Using a computer doing 360 trillion calculations a second, scientists at Lawrence Livermore National Lab will simulate the explosion of an aging nuclear bomb in three dimensions.  The short, highly detailed video produced by the world's fastest computer will attempt to illustrate how missiles dating back to the Nixon administration would perform today.

"My job ... is to ensure that the nuclear weapons in the stockpile are safe and reliable," said Bruce Goodwin, associate director for defense and nuclear technologies.  "Safe means no matter what you do to them they don't go off when they are not supposed to.  Reliable means that should the president ever have to use one, it will work exactly as it is supposed to."

The United States has about 10,000 nuclear warheads as a deterrent against attack.  Washington stopped real nuclear tests in 1992, a year after the collapse of the Soviet Union, and signed the Comprehensive Test Ban Treaty in 1996.  That ban means that a huge windowless room at Livermore is becoming a prime testing ground to make sure nuclear weapons dating back decades have not developed fatal flaws.

In a room about half the size of a football field, BlueGene/L is a series of interconnected 6-foot-high racks holding 16 modules, each packed with massive computing power.  The first part of BlueGene, built by IBM, became operational in mid-December at 90 trillion calculations a second; the rest should be ready by April.
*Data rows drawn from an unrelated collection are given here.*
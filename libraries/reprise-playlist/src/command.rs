//! Remote-control commands
//!
//! Tagged commands for hosts that drive the sequencer through a queue
//! (remote clients, scripting, the CLI). Each variant carries typed
//! parameters; replies go back over a channel carried in the command.

use crate::{
    player::PlaylistPlayer,
    types::{MediaItem, PlaylistId, RepeatMode},
};
use crossbeam_channel::Sender;
use tracing::debug;

/// Request to start playing a set of items, or a list already filled
#[derive(Debug, Clone, Default)]
pub struct PlayMediaRequest {
    /// Items to play; any video item selects the video list
    pub items: Vec<MediaItem>,

    /// List to select and play when `items` is empty
    pub playlist: Option<PlaylistId>,

    /// Index to start from, unless a single item is played ad hoc
    pub start: usize,

    /// Preferred player backend ("" for default)
    pub player: String,

    /// Shuffle option for multi-item requests
    pub shuffle: Option<bool>,

    /// Repeat option for multi-item requests
    pub repeat: Option<RepeatMode>,
}

/// Commands applied to the sequencer in arrival order
#[derive(Debug, Clone)]
pub enum PlaylistCommand {
    /// Play the current list at `index`, or from the top
    Play { index: Option<usize> },

    /// Play by music database id; result sent on `reply`
    PlaySongId {
        song_id: i64,
        reply: Option<Sender<bool>>,
    },

    /// Skip to next item
    Next,

    /// Go to previous item
    Previous,

    /// Append items
    Add {
        playlist: PlaylistId,
        items: Vec<MediaItem>,
    },

    /// Insert items at `index` (`None` appends)
    Insert {
        playlist: PlaylistId,
        items: Vec<MediaItem>,
        index: Option<usize>,
    },

    /// Remove entry at `position`
    Remove {
        playlist: PlaylistId,
        position: usize,
    },

    /// Empty a list
    Clear { playlist: PlaylistId },

    /// Turn shuffle on or off
    Shuffle { playlist: PlaylistId, enabled: bool },

    /// Set repeat mode
    Repeat {
        playlist: PlaylistId,
        mode: RepeatMode,
    },

    /// Exchange two entries
    Swap {
        playlist: PlaylistId,
        first: usize,
        second: usize,
    },

    /// Snapshot of a list's items, sent on `reply`
    GetItems {
        playlist: PlaylistId,
        reply: Sender<Vec<MediaItem>>,
    },

    /// Replace the music or video list and start playing, or play a named list
    PlayMedia(PlayMediaRequest),
}

impl PlaylistCommand {
    /// Short name for logging
    pub fn name(&self) -> &'static str {
        match self {
            Self::Play { .. } => "play",
            Self::PlaySongId { .. } => "play_song_id",
            Self::Next => "next",
            Self::Previous => "previous",
            Self::Add { .. } => "add",
            Self::Insert { .. } => "insert",
            Self::Remove { .. } => "remove",
            Self::Clear { .. } => "clear",
            Self::Shuffle { .. } => "shuffle",
            Self::Repeat { .. } => "repeat",
            Self::Swap { .. } => "swap",
            Self::GetItems { .. } => "get_items",
            Self::PlayMedia(_) => "play_media",
        }
    }
}

impl PlaylistPlayer {
    /// Apply one command
    pub fn handle_command(&mut self, command: PlaylistCommand) {
        debug!("Playlist command: {}", command.name());

        match command {
            PlaylistCommand::Play { index: Some(index) } => {
                self.play_at(index, "", false, false);
            }
            PlaylistCommand::Play { index: None } => {
                self.play();
            }
            PlaylistCommand::PlaySongId { song_id, reply } => {
                let played = self.play_song_id(song_id);
                if let Some(reply) = reply {
                    // caller may have stopped waiting
                    reply.send(played).ok();
                }
            }
            PlaylistCommand::Next => {
                self.play_next(1, false);
            }
            PlaylistCommand::Previous => {
                self.play_previous();
            }
            PlaylistCommand::Add { playlist, items } => {
                self.add_items(playlist, items);
            }
            PlaylistCommand::Insert {
                playlist,
                items,
                index,
            } => {
                self.insert_items(playlist, items, index);
            }
            PlaylistCommand::Remove { playlist, position } => {
                self.remove(playlist, position);
            }
            PlaylistCommand::Clear { playlist } => {
                self.clear_playlist(playlist);
            }
            PlaylistCommand::Shuffle { playlist, enabled } => {
                self.set_shuffle(playlist, enabled, false);
            }
            PlaylistCommand::Repeat { playlist, mode } => {
                self.set_repeat(playlist, mode, false);
            }
            PlaylistCommand::Swap {
                playlist,
                first,
                second,
            } => {
                self.swap(playlist, first, second);
            }
            PlaylistCommand::GetItems { playlist, reply } => {
                reply.send(self.peek_playlist(playlist).items()).ok();
            }
            PlaylistCommand::PlayMedia(request) => {
                self.play_media(request);
            }
        }
    }

    /// Replace the music or video list with `request.items` and play
    ///
    /// A single item that is not itself a playlist is played ad hoc.
    /// Otherwise the shuffle/repeat options are applied, the items added
    /// and playback started at `request.start`. Without items, the list
    /// named by `request.playlist` is selected as it is and played from
    /// `request.start`.
    pub fn play_media(&mut self, request: PlayMediaRequest) -> bool {
        let PlayMediaRequest {
            mut items,
            playlist,
            start,
            player,
            shuffle,
            repeat,
        } = request;

        if items.is_empty() {
            return match playlist {
                Some(id) if id.is_sequenced() => {
                    self.set_current_playlist(id);
                    self.play_at(start, &player, false, false)
                }
                _ => false,
            };
        }

        let playlist = if items.iter().any(MediaItem::is_video) {
            PlaylistId::Video
        } else {
            PlaylistId::Music
        };

        self.clear_playlist(playlist);
        self.set_current_playlist(playlist);

        if items.len() == 1 && !items[0].is_playlist() {
            let item = items.remove(0);
            return self.play_item(item, &player);
        }

        if let Some(shuffle) = shuffle {
            self.set_shuffle(playlist, shuffle, false);
        }
        if let Some(mode) = repeat {
            self.set_repeat(playlist, mode, false);
        }

        self.add_items(playlist, items);
        self.play_at(start, &player, false, false)
    }
}

#[cfg(test)]
mod tests {
    use super::*;
    use crate::{config::PlaylistConfig, ports::MediaPlayer, ports::PlayerContext};
    use crossbeam_channel::bounded;
    use std::sync::{Arc, Mutex};

    #[derive(Default)]
    struct Recorder {
        played: Mutex<Vec<String>>,
    }

    impl MediaPlayer for Recorder {
        fn play_file(&self, item: &MediaItem, _player: &str, _auto_play: bool) -> bool {
            self.played.lock().unwrap().push(item.path.clone());
            true
        }

        fn is_playing_audio(&self) -> bool {
            false
        }

        fn is_playing_video(&self) -> bool {
            false
        }
    }

    fn sequencer() -> (PlaylistPlayer, Arc<Recorder>) {
        let recorder = Arc::new(Recorder::default());
        let player = PlaylistPlayer::new(
            PlayerContext::new(recorder.clone()),
            PlaylistConfig::default(),
        );
        (player, recorder)
    }

    fn items(paths: &[&str]) -> Vec<MediaItem> {
        paths.iter().map(|p| MediaItem::new(*p)).collect()
    }

    #[test]
    fn add_then_play_by_index() {
        let (mut p, recorder) = sequencer();
        p.set_current_playlist(PlaylistId::Music);
        p.handle_command(PlaylistCommand::Add {
            playlist: PlaylistId::Music,
            items: items(&["/m/a.mp3", "/m/b.mp3"]),
        });
        p.handle_command(PlaylistCommand::Play { index: Some(1) });

        assert_eq!(p.current_song(), Some(1));
        assert_eq!(*recorder.played.lock().unwrap(), vec!["/m/b.mp3"]);
    }

    #[test]
    fn get_items_replies_with_snapshot() {
        let (mut p, _) = sequencer();
        p.add_items(PlaylistId::Video, items(&["/v/a.mkv", "/v/b.mkv"]));

        let (tx, rx) = bounded(1);
        p.handle_command(PlaylistCommand::GetItems {
            playlist: PlaylistId::Video,
            reply: tx,
        });

        let snapshot = rx.recv().unwrap();
        assert_eq!(snapshot.len(), 2);
        assert_eq!(snapshot[1].path, "/v/b.mkv");
    }

    #[test]
    fn play_song_id_replies() {
        let (mut p, recorder) = sequencer();
        p.set_current_playlist(PlaylistId::Music);
        p.add(PlaylistId::Music, MediaItem::new("/m/a.mp3"));
        p.add(
            PlaylistId::Music,
            MediaItem::new("/m/b.mp3").with_music_db_id(42),
        );

        let (tx, rx) = bounded(1);
        p.handle_command(PlaylistCommand::PlaySongId {
            song_id: 42,
            reply: Some(tx),
        });

        assert!(rx.recv().unwrap());
        assert_eq!(p.current_song(), Some(1));
        assert_eq!(*recorder.played.lock().unwrap(), vec!["/m/b.mp3"]);
    }

    #[test]
    fn play_media_prefers_video_list() {
        let (mut p, _) = sequencer();
        let played = p.play_media(PlayMediaRequest {
            items: items(&["/m/a.mp3", "/v/b.mkv", "/m/c.mp3"]),
            start: 2,
            repeat: Some(RepeatMode::All),
            ..Default::default()
        });

        assert!(played);
        assert_eq!(p.current_playlist(), PlaylistId::Video);
        assert_eq!(p.current_song(), Some(2));
        assert_eq!(p.peek_playlist(PlaylistId::Video).len(), 3);
        assert!(p.repeated(PlaylistId::Video));
    }

    #[test]
    fn play_media_single_item_plays_ad_hoc() {
        let (mut p, recorder) = sequencer();
        p.add_items(PlaylistId::Music, items(&["/m/old1.mp3", "/m/old2.mp3"]));

        assert!(p.play_media(PlayMediaRequest {
            items: items(&["/m/a.mp3"]),
            ..Default::default()
        }));

        assert_eq!(p.peek_playlist(PlaylistId::Music).len(), 1);
        assert_eq!(*recorder.played.lock().unwrap(), vec!["/m/a.mp3"]);
    }

    #[test]
    fn play_media_without_items_or_list_does_nothing() {
        let (mut p, _) = sequencer();
        assert!(!p.play_media(PlayMediaRequest::default()));
        assert!(!p.play_media(PlayMediaRequest {
            playlist: Some(PlaylistId::Picture),
            ..Default::default()
        }));
        assert_eq!(p.current_playlist(), PlaylistId::None);
    }

    #[test]
    fn play_media_without_items_plays_named_list() {
        let (mut p, recorder) = sequencer();
        p.add_items(PlaylistId::Video, items(&["/v/a.mkv", "/v/b.mkv", "/v/c.mkv"]));

        assert!(p.play_media(PlayMediaRequest {
            playlist: Some(PlaylistId::Video),
            start: 1,
            ..Default::default()
        }));

        assert_eq!(p.current_playlist(), PlaylistId::Video);
        assert_eq!(p.current_song(), Some(1));
        // the list is played as it is, not replaced
        assert_eq!(p.peek_playlist(PlaylistId::Video).len(), 3);
        assert_eq!(*recorder.played.lock().unwrap(), vec!["/v/b.mkv"]);
    }

    #[test]
    fn play_media_named_list_that_is_empty_fails() {
        let (mut p, recorder) = sequencer();

        assert!(!p.play_media(PlayMediaRequest {
            playlist: Some(PlaylistId::Music),
            ..Default::default()
        }));
        assert_eq!(p.current_playlist(), PlaylistId::Music);
        assert!(recorder.played.lock().unwrap().is_empty());
    }

    #[test]
    fn command_names() {
        assert_eq!(PlaylistCommand::Next.name(), "next");
        assert_eq!(
            PlaylistCommand::Clear {
                playlist: PlaylistId::Music
            }
            .name(),
            "clear"
        );
    }
}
Even at its ultimate 360 trillion calculations a second speed, the simulation will take two to four months, lab officials say.  This same calculation would have taken 60,000 years if done on technology available a decade ago.

Still vital after Cold War?
Some analysts say as impressive as BlueGene is, test simulations are not as vital in a post-Cold War world.

"Why are we so focused on calculating or knowing the differences in performances of weapons?" asked Christopher Paine, co-director of the nuclear program at the Natural Resources Defense Council, an environmental group.  "Just as long as we knew we were above a certain threshold, wouldn't that be enough to provide deterrence?"

Paine contrasted present U.S. defense needs with those in the Cold War, when planners needed to assure that nuclear weapons would destroy hardened Soviet targets.  "There is less reason to focus on the accuracy of our simulations," he said.  "What we need to focus on from a deterrent point of view is just that we have weapons that go off."

Nuclear physicist Goodwin responds that negotiated cuts in stockpiles in the years to come without newer replacements make the reliability of any one nuclear bomb more vital.  "The question we are asking today is, as the stockpile changes on its own, will it continue to work and be safe?" he asked.

Scientists say there is a lot they do not know about the effects of aging on the components of a nuclear bomb -- plutonium, uranium, high explosives, plastic and gases.  For example will a bomb's plutonium last 50, 100 or 1,000 years?

"They are made out of very corrosive materials," Goodwin said.  "Yet the charge from the government is that this warhead -- which is made of these materials which are not happy with each other -- should remain perfectly safe and reliable indefinitely."

Another question is how well the software written to simulate the atomic explosion will perform.  Even the world's top software engineers routinely release flaws, and critics say nuclear scientists need more oversight.

"If this were Microsoft Word, you'd have every hacker in the world trying to find the bugs," Goodwin said.  "They're doing quality control for Microsoft in a pejorative sense after the fact.  Well, you don't want there to be 1,000 places capable of doing nuclear weapons simulations."

He said Livermore's main check came from the U.S. nuclear weapons research lab at Los Alamos in New Mexico.  Engineers also do more conventional tests, including taking apart 11 atomic bombs every year, Goodwin said.

When the nuclear scientists see the several-minute-long 3-D simulation from the roughly $100 million computer next summer, will it prove the most expensive animation ever?

No, lab officials say, pointing to the current Hollywood film "Polar Express" which used computer animation in a production costing $270 million to make and promote.